In our timethese many years later and after centuries of church teachinghardly a soul stops to wonder what else might have been going on that day in Jerusalem. Our perspective is so myopic that we hardly ever think of the vendors whose pigeons flew the coop or money changers whose coins were lost or stolen. We focus only on Jesus, the colt, the crowd, along with cloaks and palm fronds in his path and the growing anger of the Pharisees, chief priests, and the scribes. But there was more going on in Jerusalem that day … much more.
Did I mention that Jesus came from the east, from Jericho? Well, at about the same time and on the same day, it is not hard to realize that another entourage was also entering Jerusalem. From the west, in anticipation of the high holy days of the Jewish people, the Roman Governor, blood red cloak nobly falling from his broad armored shoulders, also entered the City, he atop a mighty war horse and with scores of troops following him. His standard, bearing the letters SPQR (Senatus Populusque Romanus or Senate and People of Rome), raised at his side for all to see … and respect. Any of the locals in the road would have immediately stepped aside and cowered in fear.

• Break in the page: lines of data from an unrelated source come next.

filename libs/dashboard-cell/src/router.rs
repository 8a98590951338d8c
use std::sync::Arc;

use axum::{middleware, routing::get, Router};

use shared_config::AppConfig;
use shared_utils::extractor::auth_middleware;

use crate::handlers::get_stats;

pub fn dashboard_routes(config: Arc<AppConfig>) -> Router {
    Router::new()
        .route("/stats", get(get_stats))
        .layer(middleware::from_fn_with_state(config.clone(), auth_middleware))
        .with_state(config)
}
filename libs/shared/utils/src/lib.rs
pub mod extractor;
pub mod jwt;
pub mod password;
pub mod test_utils;
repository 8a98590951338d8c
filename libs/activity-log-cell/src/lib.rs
pub mod models;
pub mod handlers;
pub mod router;
pub mod services;

pub use models::*;
pub use router::*;
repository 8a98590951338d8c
use std::sync::Arc;

use axum::{middleware, routing::get, Router};

use shared_config::AppConfig;
use shared_utils::extractor::auth_middleware;

use crate::handlers::get_recent_logs;

pub fn activity_log_routes(config: Arc<AppConfig>) -> Router {
    Router::new()
        .route("/", get(get_recent_logs))
        .layer(middleware::from_fn_with_state(config.clone(), auth_middleware))
        .with_state(config)
}
use chrono::{DateTime, Utc};
use serde::{Deserialize, Serialize};
use uuid::Uuid;

use shared_models::error::AppError;

/// A stored account row. The password hash never leaves the API.
#[derive(Debug, Clone, Serialize, Deserialize)]
pub struct UserAccount {
    pub id: Uuid,
    pub email: String,
    #[serde(skip_serializing)]
    pub password: String,
    pub name: String,
    pub role: String,
    pub created_at: DateTime<Utc>,
    pub updated_at: DateTime<Utc>,
}

#[derive(Debug, Clone, Serialize, Deserialize)]
pub struct RegisterRequest {
    pub email: String,
    pub password: String,
    pub name: String,
}

#[derive(Debug, Clone, Serialize, Deserialize)]
pub struct LoginRequest {
    pub email: String,
    pub password: String,
}

#[derive(Debug, Clone, thiserror::Error)]
pub enum AuthError {
    #[error("Invalid credentials")]
    InvalidCredentials,

    #[error("Email already in use")]
    EmailTaken,

    #[error("User not found")]
    NotFound,

    #[error("Validation error: {0}")]
    Validation(String),

    #[error("Failed to issue token: {0}")]
    TokenCreation(String),

    #[error("Database error: {0}")]
    DatabaseError(String),
}

impl From<AuthError> for AppError {
    fn from(err: AuthError) -> Self {
        match err {
            AuthError::InvalidCredentials | AuthError::EmailTaken => AppError::Auth(err.to_string()),
            AuthError::NotFound => AppError::NotFound(err.to_string()),
            AuthError::Validation(msg) => AppError::Validation(msg),
            AuthError::TokenCreation(msg) => AppError::Internal(msg),
            AuthError::DatabaseError(msg) => AppError::Database(msg),
        }
    }
}
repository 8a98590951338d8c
use std::sync::Arc;

use tracing::info;

use shared_config::AppConfig;
use shared_database::supabase::SupabaseClient;
use shared_models::auth::TokenResponse;
use shared_utils::jwt::create_token;
use shared_utils::password::verify_password;

use crate::models::{AuthError, UserAccount};
use crate::services::UsersService;

const TOKEN_VALID_HOURS: i64 = 24;

pub struct AuthService {
    users: UsersService,
    jwt_secret: String,
}

impl AuthService {
    pub fn new(config: &AppConfig) -> Self {
        Self {
            users: UsersService::new(config),
            jwt_secret: config.supabase_jwt_secret.clone(),
        }
    }

    pub fn with_client(supabase: Arc<SupabaseClient>, jwt_secret: &str) -> Self {
        Self {
            users: UsersService::with_client(supabase),
            jwt_secret: jwt_secret.to_string(),
        }
    }

    pub async fn register(
        &self,
        email: &str,
        password: &str,
        name: &str,
    ) -> Result<TokenResponse, AuthError> {
        if email.trim().is_empty() || !email.contains('@') {
            return Err(AuthError::Validation("A valid email is required".to_string()));
        }
        if password.len() < 6 {
            return Err(AuthError::Validation(
                "Password must be at least 6 characters".to_string(),
            ));
        }
        if name.trim().is_empty() {
            return Err(AuthError::Validation("Name is required".to_string()));
        }

        if self.users.find_by_email(email).await?.is_some() {
            return Err(AuthError::EmailTaken);
        }

        let user = self.users.create_user(email, password, name, "user").await?;
        info!("Registered new account: {}", user.email);

        self.issue_token(&user)
    }

    pub async fn login(&self, email: &str, password: &str) -> Result<TokenResponse, AuthError> {
        let user = self
            .users
            .find_by_email(email)
            .await?
            .ok_or(AuthError::InvalidCredentials)?;

        let valid = verify_password(password, &user.password)
            .map_err(|e| AuthError::DatabaseError(format!("Password check failed: {}", e)))?;
        if !valid {
            return Err(AuthError::InvalidCredentials);
        }

        self.issue_token(&user)
    }

    pub async fn get_profile(&self, user_id: &str) -> Result<UserAccount, AuthError> {
        self.users
            .find_by_id(user_id)
            .await?
            .ok_or(AuthError::NotFound)
    }

    fn issue_token(&self, user: &UserAccount) -> Result<TokenResponse, AuthError> {
        let access_token = create_token(
            &user.id.to_string(),
            &user.email,
            &user.role,
            &self.jwt_secret,
            TOKEN_VALID_HOURS,
        )
        .map_err(AuthError::TokenCreation)?;

        Ok(TokenResponse { access_token })
    }
}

Pontius Pilate, the steel hardened, iron fisted representative of Roman authority and power, would make his presence known in Jerusalem just in case there was any trouble. (He lived, of course, in the far more civilized and cooler sea-side resort of Caesarea.) Anyway, Pilate would reinforce the garrison at this time of year because experience told him that thousands and thousands of pilgrims flock into Jerusalem and the surrounding areas for Passover. No sense in taking any chances. Pilate did not like the Jews, did not like crowds, and especially did not like crowds of Jews. He did not want a riot or worse some sort of zealot insurrection. He remembered that Passover celebrates Moses’ earlier liberation of the Jewish people from the oppression of Pharaoh. This Roman Governor wanted no repeats of past history. Pilate’s strategy was simple, tried and true: show massive force and hard-line control.

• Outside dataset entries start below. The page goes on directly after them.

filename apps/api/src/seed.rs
use anyhow::Result;
use tracing::{info, warn};

use auth_cell::services::UsersService;
use service_catalog_cell::models::CreateServiceRequest;
use service_catalog_cell::services::CatalogService;
use shared_config::AppConfig;
use shared_utils::jwt::create_token;
use staff_cell::models::CreateStaffRequest;
use staff_cell::services::StaffService;

const DEMO_EMAIL: &str = "demo@example.com";
const DEMO_PASSWORD: &str = "demo123";
const DEMO_NAME: &str = "Demo User";

/// Seeds the demo account and its catalog on startup. Safe to run on every
/// boot: existing rows are matched by email or name and left alone.
pub async fn run(config: &AppConfig) {
    if let Err(e) = seed_demo_data(config).await {
        warn!("Demo data seeding failed: {}", e);
    }
}

async fn seed_demo_data(config: &AppConfig) -> Result<()> {
    let users = UsersService::new(config);

    let user = match users.find_by_email(DEMO_EMAIL).await? {
        Some(user) => {
            info!("Demo user already exists");
            user
        }
        None => {
            info!("Seeding demo user: {}", DEMO_EMAIL);
            users
                .create_user(DEMO_EMAIL, DEMO_PASSWORD, DEMO_NAME, "admin")
                .await?
        }
    };

    let user_id = user.id.to_string();
    let token = create_token(
        &user_id,
        &user.email,
        &user.role,
        &config.supabase_jwt_secret,
        1,
    )
    .map_err(anyhow::Error::msg)?;

    seed_demo_services(config, &user_id, &token).await?;
    seed_demo_staff(config, &user_id, &token).await?;

    Ok(())
}

async fn seed_demo_services(config: &AppConfig, user_id: &str, token: &str) -> Result<()> {
    let catalog = CatalogService::new(config);

    let demo_services = [
        ("General Consultation", 30, "General"),
        ("Specialist Consultation", 60, "Specialist"),
        ("Quick Check-up", 15, "General"),
    ];

    let existing = catalog.find_all(user_id, token).await?;
    let existing_names: Vec<&str> = existing.iter().map(|s| s.name.as_str()).collect();

    for (name, duration, staff_type) in demo_services {
        if !existing_names.contains(&name) {
            info!("Seeding service: {}", name);
            catalog
                .create(
                    CreateServiceRequest {
                        name: name.to_string(),
                        duration,
                        required_staff_type: staff_type.to_string(),
                    },
                    user_id,
                    token,
                )
                .await?;
        }
    }

    Ok(())
}

async fn seed_demo_staff(config: &AppConfig, user_id: &str, token: &str) -> Result<()> {
    let staff_service = StaffService::new(config);

    let demo_staff = [
        ("Dr. John Doe", "General", 5),
        ("Dr. Jane Smith", "Specialist", 3),
        ("Nurse Alice", "General", 8),
    ];

    let existing = staff_service.find_all(user_id, token).await?;
    let existing_names: Vec<&str> = existing.iter().map(|s| s.name.as_str()).collect();

    for (name, service_type, daily_capacity) in demo_staff {
        if !existing_names.contains(&name) {
            info!("Seeding staff: {}", name);
            staff_service
                .create(
                    CreateStaffRequest {
                        name: name.to_string(),
                        service_type: service_type.to_string(),
                        daily_capacity: Some(daily_capacity),
                        availability_status: None,
                    },
                    user_id,
                    token,
                )
                .await?;
        }
    }

    Ok(())
}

So, are you beginning to appreciate the unfolding drama, the blatant contrast. From the east comes a Jewish peasant riding on a donkey’s colt and being hailed as king with crowds and crowds of excited and friendly onlookers accompanying him. His is an anti-imperialist parade! From the west comes Pilate, the Governor, riding in crisp military formation and representing Caesar (the king of the Roman Empire and so also Palestine!). These two processions reflect the conflict about to be played out. Just who is king? Whose kingdom is this? Is the true king a king of war or peace? The tension between Jesus’ kingdom of God program clashes directly with Rome’s imperial control and authority; moreover, theologically the Gospels’ Jesus directly challenges Caesar’s own claim to divinity.
And so, Holy Week begins … again. Where in the crowd are you?
Amen.
References from The Last Week, Marcus Borg & John Dominic Crossan. Harper SF, 2006.